[Stored data]
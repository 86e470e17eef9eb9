// Registration entities
//
// Residents own vehicles; violation types are reference data with a fixed
// fine. None of them are ever hard-deleted: violations point at them.

pub mod resident;
pub mod vehicle;
pub mod violation_type;

pub use resident::{NewResident, Resident, ResidentSummary, Sex};
pub use vehicle::{NewVehicle, Vehicle, VehicleSummary, VehicleUpdate};
pub use violation_type::ViolationType;
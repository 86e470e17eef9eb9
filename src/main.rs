// RoadEye Ledger - Command Line
//
// Thin wrapper over the library: every command opens the configured store,
// brings the schema up to date, runs one ledger operation and prints it.

use anyhow::{bail, Context, Result};
use chrono::{Datelike, Local};
use roadeye_ledger::{
    dashboard, ensure_schema, export_violations_csv, list_violations, open_with_config,
    payment_summary, populate, record_payment_as, soft_delete_as, violations_report, Amount,
    EntityKind, Identifier, LedgerConfig, LedgerError, PaymentForm, PaymentMethod, Scope,
    SeedPlan, StatusFilter, ViolationFilter,
};
use rusqlite::Connection;
use std::env;
use std::fs::File;
use tracing_subscriber::EnvFilter;

const USAGE: &str = "usage: roadeye <command>

commands:
  migrate                                   bring the schema up to date
  seed [RESIDENTS]                          populate demo data
  dashboard [RESIDENT_ID] [YEAR]            counters and monthly breakdown
  violations [SEARCH] [--paid|--unpaid]     list live violations
  pay <VIOLATION_ID> <METHOD> <AMOUNT> <PAYER> <CONTACT> [REFERENCE]
  delete <VIOLATION_ID>                     tombstone a violation
  report <CSV_PATH>                         export the violations report
  payments [LIMIT]                          payment summary";

fn main() -> Result<()> {
    tracing_subscriber::fmt()
        .with_env_filter(
            EnvFilter::try_from_default_env().unwrap_or_else(|_| EnvFilter::new("info")),
        )
        .with_target(false)
        .init();

    let args: Vec<String> = env::args().skip(1).collect();
    let Some(command) = args.first() else {
        eprintln!("{USAGE}");
        std::process::exit(2);
    };

    let config = LedgerConfig::from_env()?;
    let mut conn = open_with_config(&config)
        .with_context(|| format!("opening {}", config.database_path.display()))?;

    let report = ensure_schema(&mut conn).context("schema migration failed")?;
    if command == "migrate" {
        if report.is_noop() {
            println!("✓ Schema is up to date");
        } else {
            for step in &report.applied {
                println!("✓ Applied {step}");
            }
        }
        return Ok(());
    }

    let rest = &args[1..];
    let outcome = match command.as_str() {
        "seed" => run_seed(&mut conn, rest),
        "dashboard" => run_dashboard(&conn, rest),
        "violations" => run_violations(&conn, rest),
        "pay" => run_pay(&mut conn, &config.actor, rest),
        "delete" => run_delete(&mut conn, &config.actor, rest),
        "report" => run_report(&conn, rest),
        "payments" => run_payments(&conn, rest),
        _ => {
            eprintln!("{USAGE}");
            std::process::exit(2);
        }
    };

    // ledger errors carry a message meant for people; show that, not the store text
    if let Err(err) = outcome {
        if let Some(ledger) = err.downcast_ref::<LedgerError>() {
            eprintln!("❌ {}", ledger.user_message());
            std::process::exit(1);
        }
        return Err(err);
    }
    Ok(())
}

fn run_seed(conn: &mut Connection, args: &[String]) -> Result<()> {
    let mut plan = SeedPlan::default();
    if let Some(raw) = args.first() {
        plan.residents = raw.parse().with_context(|| format!("invalid resident count '{raw}'"))?;
    }

    println!("🌱 Populating demo data ({} residents, {})...", plan.residents, plan.year);
    let seeded = populate(conn, &plan)?;

    println!("━━━━━━━━━━━━━━━━━━━━━━━━━━━━━━━━━━━━━━━━━");
    println!("✓ Violation types: {}", seeded.violation_types);
    println!("✓ Residents:       {}", seeded.residents);
    println!("✓ Vehicles:        {}", seeded.vehicles);
    println!("✓ Violations:      {}", seeded.violations);
    println!("✓ Payments:        {}", seeded.payments);
    Ok(())
}

fn run_dashboard(conn: &Connection, args: &[String]) -> Result<()> {
    let mut scope = Scope::All;
    let mut year = Local::now().year();

    for arg in args {
        if let Some(resident) = Identifier::parse_as(EntityKind::Resident, arg) {
            scope = Scope::Resident(resident);
        } else {
            year = arg
                .parse()
                .with_context(|| format!("expected a resident ID or a year, got '{arg}'"))?;
        }
    }

    let dash = dashboard(conn, &scope, year)?;
    let stats = &dash.stats;

    match scope {
        Scope::All => println!("📊 Dashboard - all residents ({year})"),
        Scope::Resident(id) => println!("📊 Dashboard - resident {id} ({year})"),
    }
    println!("━━━━━━━━━━━━━━━━━━━━━━━━━━━━━━━━━━━━━━━━━");
    if let Some(residents) = dash.residents {
        println!("Residents:          {residents}");
    }
    println!("Vehicles:           {}", dash.vehicles);
    println!("Total violations:   {}", stats.total);
    println!("Paid:               {}", stats.paid_count);
    println!("Unpaid:             {}", stats.unpaid_count);
    println!("Revenue collected:  {}", stats.revenue_collected);
    println!("Revenue pending:    {}", stats.revenue_pending);
    println!("\n📅 Violations by month");
    for month in &dash.monthly.months {
        println!("  {} {:>4} {}", month.label, month.count, "█".repeat(month.count as usize));
    }
    Ok(())
}

fn run_violations(conn: &Connection, args: &[String]) -> Result<()> {
    let mut filter = ViolationFilter::all();
    for arg in args {
        match arg.as_str() {
            "--paid" => filter = filter.status(StatusFilter::Paid),
            "--unpaid" => filter = filter.status(StatusFilter::Unpaid),
            search => filter = filter.search(search),
        }
    }

    let rows = list_violations(conn, &filter)?;
    println!(
        "{:<6} {:<24} {:<10} {:<24} {:<10} {:>12} {:<6}",
        "ID", "Resident", "Plate", "Violation", "Date", "Fine", "Status"
    );
    for v in &rows {
        println!(
            "{:<6} {:<24} {:<10} {:<24} {:<10} {:>12} {:<6}",
            v.id.to_string(),
            v.resident_name,
            v.plate_no,
            v.violation_type,
            v.date.to_string(),
            v.fine.to_string(),
            v.status.to_string()
        );
    }
    println!("\n{} violation(s)", rows.len());
    Ok(())
}

fn run_pay(conn: &mut Connection, actor: &str, args: &[String]) -> Result<()> {
    let [violation, method, amount, payer, contact, reference @ ..] = args else {
        bail!("usage: roadeye pay <VIOLATION_ID> <METHOD> <AMOUNT> <PAYER> <CONTACT> [REFERENCE]");
    };

    let violation = Identifier::reference(EntityKind::Violation, violation)?;
    let method: PaymentMethod = method.parse().map_err(anyhow::Error::msg)?;
    let Some(amount) = Amount::parse(amount) else {
        bail!("invalid amount '{amount}'");
    };

    let receipt = record_payment_as(
        conn,
        actor,
        violation,
        &PaymentForm {
            method,
            amount,
            payer_name: payer.clone(),
            contact: contact.clone(),
            reference: reference.first().cloned(),
        },
    )?;

    println!("✅ Payment recorded");
    println!("   Receipt:   {}", receipt.receipt_no);
    println!("   Violation: {}", receipt.violation_id);
    println!("   Amount:    {} via {}", receipt.amount, receipt.method);
    if let Some(old) = &receipt.replaced_receipt {
        println!("   Replaces:  {old}");
    }
    Ok(())
}

fn run_delete(conn: &mut Connection, actor: &str, args: &[String]) -> Result<()> {
    let Some(raw) = args.first() else {
        bail!("usage: roadeye delete <VIOLATION_ID>");
    };
    let Some(id) = Identifier::parse_as(EntityKind::Violation, raw) else {
        bail!("'{raw}' is not a violation ID");
    };

    if soft_delete_as(conn, actor, id)? {
        println!("🗑️  Violation {id} deleted");
    } else {
        println!("✓ Violation {id} was already deleted");
    }
    Ok(())
}

fn run_report(conn: &Connection, args: &[String]) -> Result<()> {
    let Some(path) = args.first() else {
        bail!("usage: roadeye report <CSV_PATH>");
    };

    let report = violations_report(conn)?;
    let file = File::create(path).with_context(|| format!("creating {path}"))?;
    export_violations_csv(&report, file).with_context(|| format!("writing {path}"))?;

    println!("📄 Report written to {path}");
    println!("   Rows:      {}", report.rows.len());
    println!("   Collected: {}", report.stats.revenue_collected);
    println!("   Pending:   {}", report.stats.revenue_pending);
    Ok(())
}

fn run_payments(conn: &Connection, args: &[String]) -> Result<()> {
    let limit = match args.first() {
        Some(raw) => raw.parse().with_context(|| format!("invalid limit '{raw}'"))?,
        None => 10,
    };

    let summary = payment_summary(conn, limit)?;
    println!("💰 Payment summary");
    println!("━━━━━━━━━━━━━━━━━━━━━━━━━━━━━━━━━━━━━━━━━");
    println!("Paid:      {} ({})", summary.stats.paid_count, summary.stats.revenue_collected);
    println!("Unpaid:    {} ({})", summary.stats.unpaid_count, summary.stats.revenue_pending);
    println!("\nRecent payments");
    for p in &summary.recent {
        println!(
            "  {} {} {:<24} {:<24} {}",
            p.paid_at, p.violation_id, p.resident_name, p.violation_type, p.amount_paid
        );
    }
    Ok(())
}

▶ **Instructions to follow**:
State the count of lines in the data holding the word "rows", adding nothing to it.

▶ **Reply to the task**:
4